§ **Problem description**
Your task is to gather the lines below that hold the string "answer".

§ **Provided data**

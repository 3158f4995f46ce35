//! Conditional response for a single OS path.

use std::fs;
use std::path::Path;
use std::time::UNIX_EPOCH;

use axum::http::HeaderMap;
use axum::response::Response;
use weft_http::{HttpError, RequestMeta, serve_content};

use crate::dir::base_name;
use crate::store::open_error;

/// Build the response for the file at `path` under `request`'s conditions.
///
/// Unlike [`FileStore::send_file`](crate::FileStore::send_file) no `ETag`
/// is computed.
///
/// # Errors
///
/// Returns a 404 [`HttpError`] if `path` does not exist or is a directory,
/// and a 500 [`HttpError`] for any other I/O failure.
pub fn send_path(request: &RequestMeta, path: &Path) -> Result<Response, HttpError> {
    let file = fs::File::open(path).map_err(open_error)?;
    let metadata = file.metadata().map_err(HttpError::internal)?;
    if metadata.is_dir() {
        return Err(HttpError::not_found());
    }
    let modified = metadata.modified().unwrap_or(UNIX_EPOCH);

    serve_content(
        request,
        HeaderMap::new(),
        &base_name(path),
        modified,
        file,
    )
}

==

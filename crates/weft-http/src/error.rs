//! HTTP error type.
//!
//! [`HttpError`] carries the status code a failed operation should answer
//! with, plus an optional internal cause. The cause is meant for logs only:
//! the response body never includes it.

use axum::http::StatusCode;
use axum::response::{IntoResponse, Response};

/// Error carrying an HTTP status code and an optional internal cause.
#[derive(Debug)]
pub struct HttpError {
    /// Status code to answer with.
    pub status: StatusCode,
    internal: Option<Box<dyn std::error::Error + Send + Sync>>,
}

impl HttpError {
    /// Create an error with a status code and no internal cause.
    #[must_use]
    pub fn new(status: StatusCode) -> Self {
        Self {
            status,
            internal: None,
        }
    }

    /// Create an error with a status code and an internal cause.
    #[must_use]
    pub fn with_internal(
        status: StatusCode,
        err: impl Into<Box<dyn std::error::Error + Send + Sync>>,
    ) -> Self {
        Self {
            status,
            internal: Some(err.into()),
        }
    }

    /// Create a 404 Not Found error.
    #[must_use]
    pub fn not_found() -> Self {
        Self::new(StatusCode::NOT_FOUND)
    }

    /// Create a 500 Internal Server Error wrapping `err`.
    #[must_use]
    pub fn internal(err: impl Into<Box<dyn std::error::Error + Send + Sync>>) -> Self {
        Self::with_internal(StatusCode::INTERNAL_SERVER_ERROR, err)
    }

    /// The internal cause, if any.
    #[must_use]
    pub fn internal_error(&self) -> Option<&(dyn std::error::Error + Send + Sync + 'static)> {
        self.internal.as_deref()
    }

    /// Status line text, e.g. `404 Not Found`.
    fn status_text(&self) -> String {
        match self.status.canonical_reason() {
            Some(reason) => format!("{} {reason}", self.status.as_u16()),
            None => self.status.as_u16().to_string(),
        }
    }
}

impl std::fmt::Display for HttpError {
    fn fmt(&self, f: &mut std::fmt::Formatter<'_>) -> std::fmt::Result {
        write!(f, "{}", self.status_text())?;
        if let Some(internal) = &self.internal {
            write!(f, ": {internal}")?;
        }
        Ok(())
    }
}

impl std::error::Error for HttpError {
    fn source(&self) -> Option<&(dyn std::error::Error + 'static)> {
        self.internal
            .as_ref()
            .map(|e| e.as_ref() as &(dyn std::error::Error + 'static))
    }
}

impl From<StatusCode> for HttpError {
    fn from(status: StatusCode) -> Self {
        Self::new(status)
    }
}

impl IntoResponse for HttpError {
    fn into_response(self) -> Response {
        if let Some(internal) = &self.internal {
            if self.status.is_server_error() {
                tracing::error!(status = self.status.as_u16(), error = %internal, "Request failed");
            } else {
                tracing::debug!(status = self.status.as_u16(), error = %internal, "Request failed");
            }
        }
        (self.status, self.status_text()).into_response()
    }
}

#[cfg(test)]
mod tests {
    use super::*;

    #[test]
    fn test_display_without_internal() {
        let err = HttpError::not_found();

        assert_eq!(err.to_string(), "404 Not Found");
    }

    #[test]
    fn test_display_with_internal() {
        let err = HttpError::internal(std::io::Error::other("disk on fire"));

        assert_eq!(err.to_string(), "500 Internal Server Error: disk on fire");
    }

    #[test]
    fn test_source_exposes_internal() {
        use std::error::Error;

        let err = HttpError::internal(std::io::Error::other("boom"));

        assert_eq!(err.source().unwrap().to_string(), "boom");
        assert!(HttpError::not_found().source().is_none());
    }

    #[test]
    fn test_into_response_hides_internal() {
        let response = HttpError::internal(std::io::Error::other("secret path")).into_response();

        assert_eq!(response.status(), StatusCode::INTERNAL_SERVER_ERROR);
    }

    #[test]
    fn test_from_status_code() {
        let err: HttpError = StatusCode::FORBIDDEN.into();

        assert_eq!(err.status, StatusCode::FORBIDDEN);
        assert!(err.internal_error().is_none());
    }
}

§ **Reply to the exercise**
//! [`HttpError`] carries the status code a failed operation should answer
    /// Status code to answer with.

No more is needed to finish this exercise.